Former Zambia president Rupiah Banda has urged Sierra Leone's two main presidential challengers - Ernest Bai Koroma and Rtd. Brig. Julius Maada Bio - to accept the outcome of Saturday's November 17 polls to avoid chaos in the country.
The Ex-Zambia leader, who citied himself as a good example for leaders in Africa, said as an incumbent he succeeded in avoiding bloodshed after losing the September 2011 polls to the opposition candidate, Michael Sata.
"I am a good example to leaders in Africa. As incumbent I did run the elections but accepted the result after the polls to avoid blood shedding and allow peace to prevail," Mr.
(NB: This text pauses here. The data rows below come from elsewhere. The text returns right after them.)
//! In-process event bus: the push delivery path.
//!
//! Lifecycle events are published in commit order right after the store
//! transaction that produced them. Subscribers receive at-least-once within
//! a subscription; per-request ordering is monotone because publication
//! follows commit order on a single broker. Watchers in other processes use
//! the polling path in [`crate::watcher`] instead.

use slb_protocol::Event;
use tokio::sync::broadcast;

const BUS_CAPACITY: usize = 256;

#[derive(Debug, Clone)]
pub struct EventBus {
    tx: broadcast::Sender<Event>,
}

impl Default for EventBus {
    fn default() -> Self {
        Self::new()
    }
}

impl EventBus {
    pub fn new() -> Self {
        let (tx, _) = broadcast::channel(BUS_CAPACITY);
        Self { tx }
    }

    /// Publish to all current subscribers. A bus with no subscribers simply
    /// drops the event; the store remains the source of truth.
    pub fn publish(&self, event: Event) {
        let receivers = self.tx.receiver_count();
        if receivers > 0 {
            if let Err(e) = self.tx.send(event) {
                tracing::debug!("event bus send failed: {e}");
            }
        }
    }

    pub fn subscribe(&self) -> broadcast::Receiver<Event> {
        self.tx.subscribe()
    }
}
Banda told journalists yesterday.
"Bio and Koroma are Sierra Leoneans so they must accept the results for the interest of peace and the people of Sierra Leone, more especially because your country has suffered from a 10-year conflict," noted Mr. Banda.
The former Zambia president, who is leader of a delegation from the US-based Carter Center Election Observation Mission to Sierra Leone, confessed that before his arrival in Freetown, he had a negative perception of the country but after Saturday's polls his perception changed, adding that he was also impressed with the turnout of Sierra Leoneans in exercising their franchise.
According to him, the Carter Center Mission is pleased with the running of Saturday's polling and that the process was conducted in high degree of transparency and was largely peaceful.
However, he said despite the turnout exceeding 75 percent of the people that registered for the elections, they were not impressed with the low turnout of women both as voters and as polling staff, party agents or observers.
"Our observers noted that fewer women were represented among the political party agents at polling stations visited. High registration fees, intimidation and legacy of electoral violence all contributed to fewer women standing for parliament," he observed.
In recommendation, the Carter Center Mission strongly encouraged that the women's bill must be revisited, strengthened and reintroduced for consideration by Sierra Leone's next parliament.